Q10:  As an ESP client with FAME, will we have to input monthly COA figures for each student?

A10:  No.  ESP clients will enter the monthly figure for the two broad categories of “At Home” and “Not at Home.”  FAME will then enter the figures into a table and they will be used for all programs for all students.

Q11:  As a Freedom Financial Aid client with FAME, do we put in a 9-month or 1-month COL figure for the COA living costs?

A11:  Freedom Financial Aid and ESP clients will input a 1-month COL figure for the COA living costs.  Therefore, if you determine that the College Board’s regional figures on their Web site are appropriate and reasonable for your students’ costs (see Q&A #5 above), you will need to divide the 9-month figure they indicate by 9 to obtain a 1-month figure to input in Freedom Financial Aid (or ESP, as applicable to your school).  You will also, then need to take that 1-month figure and apply it by 54% to arrive at an estimate for the housing component, multiply the 1-month figure by 18% to arrive at an estimate for the transportation component, and multiply the 1-month figure by 28% to arrive at an estimate for miscellaneous and personal expenses.  Note that these percentages applicable to the various budget components may change from year to year.  Again, these are very rough estimates which you should be able to demonstrate are reasonable and appropriate for your students if you have determined to utilize the College Board’s regional figures.  It is best practice to utilize figures that you have researched (as described elsewhere in this set of Q&As) that are more specific to your student population and locale.

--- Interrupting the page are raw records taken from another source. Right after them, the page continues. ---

//! Request packets: connect, announce and scrape.
use std::io::{self, Cursor, Read, Write};
use std::net::Ipv4Addr;

use byteorder::{NetworkEndian, ReadBytesExt, WriteBytesExt};
use peerhub_primitives::announce_event::AnnounceEvent;
use peerhub_primitives::info_hash::{InfoHash, INFO_HASH_BYTES_LEN};
use peerhub_primitives::peer::PeerId;
use peerhub_primitives::NumberOfBytes;
use thiserror::Error;

use crate::{
    ConnectionId, NumberOfPeers, PeerKey, TransactionId, ACTION_ANNOUNCE, ACTION_CONNECT, ACTION_SCRAPE, PROTOCOL_ID,
};

/// The initial request of a UDP session. It must carry [`PROTOCOL_ID`] in
/// the connection ID field.
#[derive(PartialEq, Eq, Clone, Debug)]
pub struct ConnectRequest {
    pub transaction_id: TransactionId,
}

/// The 98-byte announce request.
///
/// ```text
/// offset  size  field
///      0     8  connection id
///      8     4  action (1)
///     12     4  transaction id
///     16    20  info_hash
///     36    20  peer_id
///     56     8  downloaded
///     64     8  left
///     72     8  uploaded
///     80     4  event (0 none, 1 completed, 2 started, 3 stopped)
///     84     4  IP address (0 = use source address)
///     88     4  key
///     92     4  num_want (-1 = default)
///     96     2  port
/// ```
#[derive(PartialEq, Eq, Clone, Debug)]
pub struct AnnounceRequest {
    pub connection_id: ConnectionId,
    pub transaction_id: TransactionId,
    pub info_hash: InfoHash,
    pub peer_id: PeerId,
    pub bytes_downloaded: NumberOfBytes,
    pub bytes_left: NumberOfBytes,
    pub bytes_uploaded: NumberOfBytes,
    pub event: AnnounceEvent,

    /// The IPv4 address the client claims to be reachable at; zero on the
    /// wire means "use the source address of the datagram".
    pub ip_address: Option<Ipv4Addr>,
    pub key: PeerKey,
    pub peers_wanted: NumberOfPeers,
    pub port: u16,
}

/// A scrape request: the 16-byte header followed by 1 to
/// `max_scrape_torrents` infohashes.
#[derive(PartialEq, Eq, Clone, Debug)]
pub struct ScrapeRequest {
    pub connection_id: ConnectionId,
    pub transaction_id: TransactionId,
    pub info_hashes: Vec<InfoHash>,
}

#[derive(PartialEq, Eq, Clone, Debug)]
pub enum Request {
    Connect(ConnectRequest),
    Announce(AnnounceRequest),
    Scrape(ScrapeRequest),
}

impl From<ConnectRequest> for Request {
    fn from(request: ConnectRequest) -> Self {
        Self::Connect(request)
    }
}

impl From<AnnounceRequest> for Request {
    fn from(request: AnnounceRequest) -> Self {
        Self::Announce(request)
    }
}

impl From<ScrapeRequest> for Request {
    fn from(request: ScrapeRequest) -> Self {
        Self::Scrape(request)
    }
}

/// Errors raised while parsing a request packet.
///
/// A *sendable* error carries the transaction ID recovered from the packet
/// header, so the server can reply with an error action; an *unsendable*
/// error means the packet was too mangled to even echo a transaction ID and
/// must be dropped.
#[derive(Error, Debug)]
pub enum RequestParseError {
    #[error("sendable request parse error for transaction {}: {message}", transaction_id.0)]
    Sendable {
        connection_id: ConnectionId,
        transaction_id: TransactionId,
        message: String,
    },

    #[error("unsendable request parse error: {message}")]
    Unsendable { message: String },
}

impl RequestParseError {
    fn sendable(message: &str, connection_id: i64, transaction_id: i32) -> Self {
        Self::Sendable {
            connection_id: ConnectionId(connection_id),
            transaction_id: TransactionId(transaction_id),
            message: message.to_string(),
        }
    }

    fn unsendable(message: &str) -> Self {
        Self::Unsendable {
            message: message.to_string(),
        }
    }
}

impl Request {
    /// Parses a request packet.
    ///
    /// Trailing bytes after the announce fixed layout are ignored (clients
    /// implementing BEP 41 append option data there).
    ///
    /// # Errors
    ///
    /// Returns a [`RequestParseError`] when the packet is malformed; the
    /// error is sendable when a transaction ID could be recovered.
    pub fn parse_bytes(bytes: &[u8], max_scrape_torrents: usize) -> Result<Self, RequestParseError> {
        let mut cursor = Cursor::new(bytes);

        let connection_id = cursor
            .read_i64::<NetworkEndian>()
            .map_err(|_| RequestParseError::unsendable("packet too short for a header"))?;
        let action = cursor
            .read_i32::<NetworkEndian>()
            .map_err(|_| RequestParseError::unsendable("packet too short for a header"))?;
        let transaction_id = cursor
            .read_i32::<NetworkEndian>()
            .map_err(|_| RequestParseError::unsendable("packet too short for a header"))?;

        match action {
            ACTION_CONNECT => {
                if connection_id != PROTOCOL_ID {
                    return Err(RequestParseError::unsendable("protocol identifier missing"));
                }

                Ok(ConnectRequest {
                    transaction_id: TransactionId(transaction_id),
                }
                .into())
            }

            ACTION_ANNOUNCE => {
                let mut info_hash = [0u8; 20];
                let mut peer_id = [0u8; 20];
                let mut ip = [0u8; 4];

                cursor
                    .read_exact(&mut info_hash)
                    .map_err(|_| RequestParseError::sendable("announce packet too short", connection_id, transaction_id))?;
                cursor
                    .read_exact(&mut peer_id)
                    .map_err(|_| RequestParseError::sendable("announce packet too short", connection_id, transaction_id))?;

                let bytes_downloaded = cursor
                    .read_u64::<NetworkEndian>()
                    .map_err(|_| RequestParseError::sendable("announce packet too short", connection_id, transaction_id))?;
                let bytes_left = cursor
                    .read_u64::<NetworkEndian>()
                    .map_err(|_| RequestParseError::sendable("announce packet too short", connection_id, transaction_id))?;
                let bytes_uploaded = cursor
                    .read_u64::<NetworkEndian>()
                    .map_err(|_| RequestParseError::sendable("announce packet too short", connection_id, transaction_id))?;

                let event_code = cursor
                    .read_i32::<NetworkEndian>()
                    .map_err(|_| RequestParseError::sendable("announce packet too short", connection_id, transaction_id))?;
                let event = announce_event_from_wire(event_code)
                    .ok_or_else(|| RequestParseError::sendable("invalid announce event", connection_id, transaction_id))?;

                cursor
                    .read_exact(&mut ip)
                    .map_err(|_| RequestParseError::sendable("announce packet too short", connection_id, transaction_id))?;

                let key = cursor
                    .read_u32::<NetworkEndian>()
                    .map_err(|_| RequestParseError::sendable("announce packet too short", connection_id, transaction_id))?;
                let peers_wanted = cursor
                    .read_i32::<NetworkEndian>()
                    .map_err(|_| RequestParseError::sendable("announce packet too short", connection_id, transaction_id))?;
                let port = cursor
                    .read_u16::<NetworkEndian>()
                    .map_err(|_| RequestParseError::sendable("announce packet too short", connection_id, transaction_id))?;

                let opt_ip = if ip == [0u8; 4] { None } else { Some(Ipv4Addr::from(ip)) };

                Ok(AnnounceRequest {
                    connection_id: ConnectionId(connection_id),
                    transaction_id: TransactionId(transaction_id),
                    info_hash: InfoHash(info_hash),
                    peer_id: PeerId(peer_id),
                    bytes_downloaded: NumberOfBytes(bytes_downloaded),
                    bytes_left: NumberOfBytes(bytes_left),
                    bytes_uploaded: NumberOfBytes(bytes_uploaded),
                    event,
                    ip_address: opt_ip,
                    key: PeerKey(key),
                    peers_wanted: NumberOfPeers(peers_wanted),
                    port,
                }
                .into())
            }

            ACTION_SCRAPE => {
                let body = &bytes[cursor.position() as usize..];

                if body.is_empty() || body.len() % INFO_HASH_BYTES_LEN != 0 {
                    return Err(RequestParseError::sendable(
                        "scrape body must be a non-empty multiple of 20 bytes",
                        connection_id,
                        transaction_id,
                    ));
                }

                if body.len() / INFO_HASH_BYTES_LEN > max_scrape_torrents {
                    return Err(RequestParseError::sendable(
                        "too many infohashes in scrape request",
                        connection_id,
                        transaction_id,
                    ));
                }

                let info_hashes = body
                    .chunks_exact(INFO_HASH_BYTES_LEN)
                    .map(|chunk| InfoHash::try_from(chunk).expect("chunks are exactly 20 bytes"))
                    .collect();

                Ok(ScrapeRequest {
                    connection_id: ConnectionId(connection_id),
                    transaction_id: TransactionId(transaction_id),
                    info_hashes,
                }
                .into())
            }

            _ => Err(RequestParseError::sendable("invalid action", connection_id, transaction_id)),
        }
    }

    /// Serializes the request. Used by tracker clients and tests.
    ///
    /// # Errors
    ///
    /// Returns an error when the writer fails.
    pub fn write_bytes(&self, writer: &mut impl Write) -> io::Result<()> {
        match self {
            Request::Connect(request) => {
                writer.write_i64::<NetworkEndian>(PROTOCOL_ID)?;
                writer.write_i32::<NetworkEndian>(ACTION_CONNECT)?;
                writer.write_i32::<NetworkEndian>(request.transaction_id.0)?;
            }

            Request::Announce(request) => {
                writer.write_i64::<NetworkEndian>(request.connection_id.0)?;
                writer.write_i32::<NetworkEndian>(ACTION_ANNOUNCE)?;
                writer.write_i32::<NetworkEndian>(request.transaction_id.0)?;

                writer.write_all(&request.info_hash.0)?;
                writer.write_all(&request.peer_id.0)?;

                writer.write_u64::<NetworkEndian>(request.bytes_downloaded.0)?;
                writer.write_u64::<NetworkEndian>(request.bytes_left.0)?;
                writer.write_u64::<NetworkEndian>(request.bytes_uploaded.0)?;

                writer.write_i32::<NetworkEndian>(announce_event_to_wire(request.event))?;

                writer.write_all(&request.ip_address.map_or([0u8; 4], |ip| ip.octets()))?;

                writer.write_u32::<NetworkEndian>(request.key.0)?;
                writer.write_i32::<NetworkEndian>(request.peers_wanted.0)?;
                writer.write_u16::<NetworkEndian>(request.port)?;
            }

            Request::Scrape(request) => {
                writer.write_i64::<NetworkEndian>(request.connection_id.0)?;
                writer.write_i32::<NetworkEndian>(ACTION_SCRAPE)?;
                writer.write_i32::<NetworkEndian>(request.transaction_id.0)?;

                for info_hash in &request.info_hashes {
                    writer.write_all(&info_hash.0)?;
                }
            }
        }

        Ok(())
    }
}

/// Wire event codes. `paused` does not exist in the UDP protocol.
fn announce_event_from_wire(code: i32) -> Option<AnnounceEvent> {
    match code {
        0 => Some(AnnounceEvent::None),
        1 => Some(AnnounceEvent::Completed),
        2 => Some(AnnounceEvent::Started),
        3 => Some(AnnounceEvent::Stopped),
        _ => None,
    }
}

fn announce_event_to_wire(event: AnnounceEvent) -> i32 {
    match event {
        AnnounceEvent::None => 0,
        AnnounceEvent::Completed => 1,
        AnnounceEvent::Started => 2,
        // There is no wire code for `paused`; a paused peer stops.
        AnnounceEvent::Stopped | AnnounceEvent::Paused => 3,
    }
}
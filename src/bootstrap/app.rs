//! Loads the configuration, initializes logging and builds the container.
use peerhub_configuration::{Configuration, Info};

use crate::container::AppContainer;

/// Sets up the process-wide services.
///
/// # Panics
///
/// Panics when the configuration cannot be loaded or is invalid. This is a
/// startup failure: the process exits non-zero before any socket is bound.
#[must_use]
pub fn setup(info: &Info) -> (Configuration, AppContainer) {
    let configuration = Configuration::load(info).expect("configuration to be valid");

    initialize_logging();

    tracing::info!("configuration loaded");

    let app_container = AppContainer::initialize(&configuration);

    (configuration, app_container)
}

fn initialize_logging() {
    tracing_subscriber::fmt().with_max_level(tracing::Level::INFO).init();
}
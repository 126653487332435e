//! Announce handler.
//!
//! Handling `announce` requests is the most important task for a `BitTorrent`
//! tracker. A peer periodically reports its state for one torrent and
//! receives a page of other peers in the same swarm.
//!
//! The handler decides, from the announced event and the number of bytes
//! left, which swarm registry mutation the announce maps to:
//!
//! ```text
//!          announce(left>0)
//! absent ─────────────────────▶ leecher
//!          announce(left=0 or "completed")
//! absent ─────────────────────▶ seeder
//! leecher ── "completed"        ─▶ seeder      (graduate)
//! leecher ── "stopped"|"paused" ─▶ absent
//! seeder  ── "stopped"|"paused" ─▶ absent
//! seeder  ── announce           ─▶ seeder      (refresh)
//! leecher ── announce           ─▶ leecher     (refresh)
//! ```
//!
//! A `completed` event from a peer the tracker has never seen is accepted and
//! treated as started+completed: the peer is created as a seeder.
//!
//! The `remote_client_ip` argument is the resolved client IP. Trackers
//! commonly ignore the IP the peer claims in the request params and use the
//! address of the client making the request; resolving it (proxy headers,
//! spoofing policy) is the caller's job because it needs request metadata.
use std::net::IpAddr;
use std::sync::Arc;

use peerhub_clock::clock::Time;
use peerhub_configuration::Core;
use peerhub_primitives::announce_event::AnnounceEvent;
use peerhub_primitives::core::AnnounceData;
use peerhub_primitives::info_hash::InfoHash;
use peerhub_primitives::peer::Peer;
use peerhub_primitives::AddressFamily;
use peerhub_swarm_registry::registry::Error as RegistryError;
use peerhub_swarm_registry::Registry;

use crate::CurrentClock;

/// Handles `announce` requests from `BitTorrent` clients.
pub struct AnnounceHandler {
    config: Core,
    swarm_registry: Arc<Registry>,
}

impl AnnounceHandler {
    #[must_use]
    pub fn new(config: &Core, swarm_registry: &Arc<Registry>) -> Self {
        Self {
            config: config.clone(),
            swarm_registry: swarm_registry.clone(),
        }
    }

    /// Processes an announce request from a peer.
    ///
    /// The peer argument is mutable because the handler stamps the
    /// observation time and may rewrite a loopback IP to the configured
    /// external IP.
    ///
    /// The returned counts reflect the swarm state after this announce's
    /// mutation, and the peer lists never contain the announcing peer's own
    /// endpoint.
    pub fn announce(
        &self,
        info_hash: &InfoHash,
        peer: &mut Peer,
        remote_client_ip: &IpAddr,
        peers_wanted: &PeersWanted,
    ) -> AnnounceData {
        peer.updated = CurrentClock::now();
        peer.change_ip(&assign_ip_address_to_peer(remote_client_ip, self.config.net.external_ip));

        let family = peer.address_family();

        self.apply_swarm_mutation(info_hash, peer);

        let stats = self.swarm_registry.swarm_metadata(info_hash, family);

        let peers = if peer.event.is_terminal() {
            Vec::new()
        } else {
            let numwant = peers_wanted.limit(usize::from(self.config.max_numwant));
            self.swarm_registry.announce_peers(info_hash, peer, numwant)
        };

        let (peers_v4, peers_v6) = match family {
            AddressFamily::V4 => (peers, Vec::new()),
            AddressFamily::V6 => (Vec::new(), peers),
        };

        AnnounceData {
            peers_v4,
            peers_v6,
            stats,
            policy: self.config.announce_policy,
        }
    }

    fn apply_swarm_mutation(&self, info_hash: &InfoHash, peer: &Peer) {
        match peer.event {
            AnnounceEvent::Stopped | AnnounceEvent::Paused => {
                let removal = if peer.left.0 == 0 {
                    self.swarm_registry.remove_seeder(info_hash, peer)
                } else {
                    self.swarm_registry.remove_leecher(info_hash, peer)
                };

                // A peer the tracker never saw may announce `stopped`; that
                // still deserves a valid (empty) response.
                if let Err(RegistryError::TorrentNotFound | RegistryError::PeerNotFound) = removal {
                    tracing::debug!(%info_hash, peer_id = %peer.peer_id, "stop for an unknown peer");
                }
            }
            AnnounceEvent::Completed => {
                self.swarm_registry.graduate_leecher(info_hash, peer);
            }
            AnnounceEvent::None | AnnounceEvent::Started => {
                if peer.left.0 == 0 {
                    self.swarm_registry.upsert_seeder(info_hash, peer);
                } else {
                    self.swarm_registry.upsert_leecher(info_hash, peer);
                }
            }
        }
    }
}

/// Specifies how many peers a client wants in the announce response.
#[derive(Clone, Debug, PartialEq, Eq, Default)]
pub enum PeersWanted {
    /// Request as many peers as the tracker allows (default behavior).
    #[default]
    AsManyAsPossible,

    /// Request a specific number of peers.
    Only { amount: usize },
}

impl PeersWanted {
    /// The number of peers to return, clamped to the tracker's limit.
    #[must_use]
    pub fn limit(&self, max_peers: usize) -> usize {
        match self {
            PeersWanted::AsManyAsPossible => max_peers,
            PeersWanted::Only { amount } => (*amount).min(max_peers),
        }
    }
}

impl From<i32> for PeersWanted {
    fn from(value: i32) -> Self {
        if value <= 0 {
            return PeersWanted::AsManyAsPossible;
        }

        PeersWanted::Only {
            amount: usize::try_from(value).expect("the value is positive"),
        }
    }
}

impl From<Option<u32>> for PeersWanted {
    fn from(value: Option<u32>) -> Self {
        match value {
            None => PeersWanted::AsManyAsPossible,
            Some(0) => PeersWanted::Only { amount: 0 },
            Some(amount) => PeersWanted::Only {
                amount: amount as usize,
            },
        }
    }
}

/// The IP a peer is stored (and advertised) with.
///
/// A client announcing from the tracker host itself shows up with a loopback
/// address, which is useless to other peers. When the tracker knows its own
/// external IP it substitutes that instead.
#[must_use]
fn assign_ip_address_to_peer(remote_client_ip: &IpAddr, tracker_external_ip: Option<IpAddr>) -> IpAddr {
    if remote_client_ip.is_loopback() {
        if let Some(external_ip) = tracker_external_ip {
            return external_ip;
        }
    }

    *remote_client_ip
}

Q12:  If we decide we need to do a survey of our students’ expenses, how do we do one?

A12:  If a school determines that a survey would be the most appropriate method for obtaining reasonable and appropriate data upon which to develop its COA, it may use as extensive of a survey, and as sophisticated of a method as it desires to do so.  A survey could be as simple as listing on a form typical expense items a student may incur on a monthly basis and asking the student to record their typical monthly expense amount for that item.

A survey should be for their current term or period of enrollment.  The period for which a student is asked to report their expenditures should be based upon a weekly expenditure pattern (preferred), or a monthly basis.  The survey that you may give to your students to complete should consist of at least the following basic categories:

  • rent
  • utilities
  • food costs (up to an amount to provide a nutritionally adequate diet)
  • transportation (to and from campus; and/or whether use of public transportation is available)
  • clothing
  • laundry and cleaning
  • personal hygiene and grooming
  • recreation

Likewise, some institutions may choose to greatly expand the scope and specificity of their survey data elements for use for other financial literacy-type purposes, e.g., workshops on financial management, budgeting, debt management, etc.  The method of conducting an institutional survey of students’ expenditures is the choice of the school.  Certain schools may utilize such tools as Survey Monkey®, SurveyGizmo, or SoGoSurveyor, etc., to develop their survey instrument[4].  (Most will likely find that such survey tools are fairly simple to utilize and adapt to your own survey.)  Other schools may elect to develop their own survey within their own Web portal.  Supported by actual data from the institution’s own students allows a school to detail specific amounts to include for its students in the indirect components of the COA.


[1] The 2015-2016 Federal Student Aid Handbook, Volume 3, Chapter 2, page 3-34.

[2] The 2015-2016 Federal Student Aid Handbook, Application and Verification Guide, Chapter 5, page AVG-122.

[4] FAME does not endorse or vouch for the quality or usefulness of any of the listed survey options or Web sites referenced.  The named surveys are simply listed as examples of the types of survey tools available.  Those survey names with a registered mark (®) are the property of those entities.  A school may conduct an Internet search for any number of other possible survey options.

This material is presented for informational and educational purposes only and should not be considered to be giving legal advice.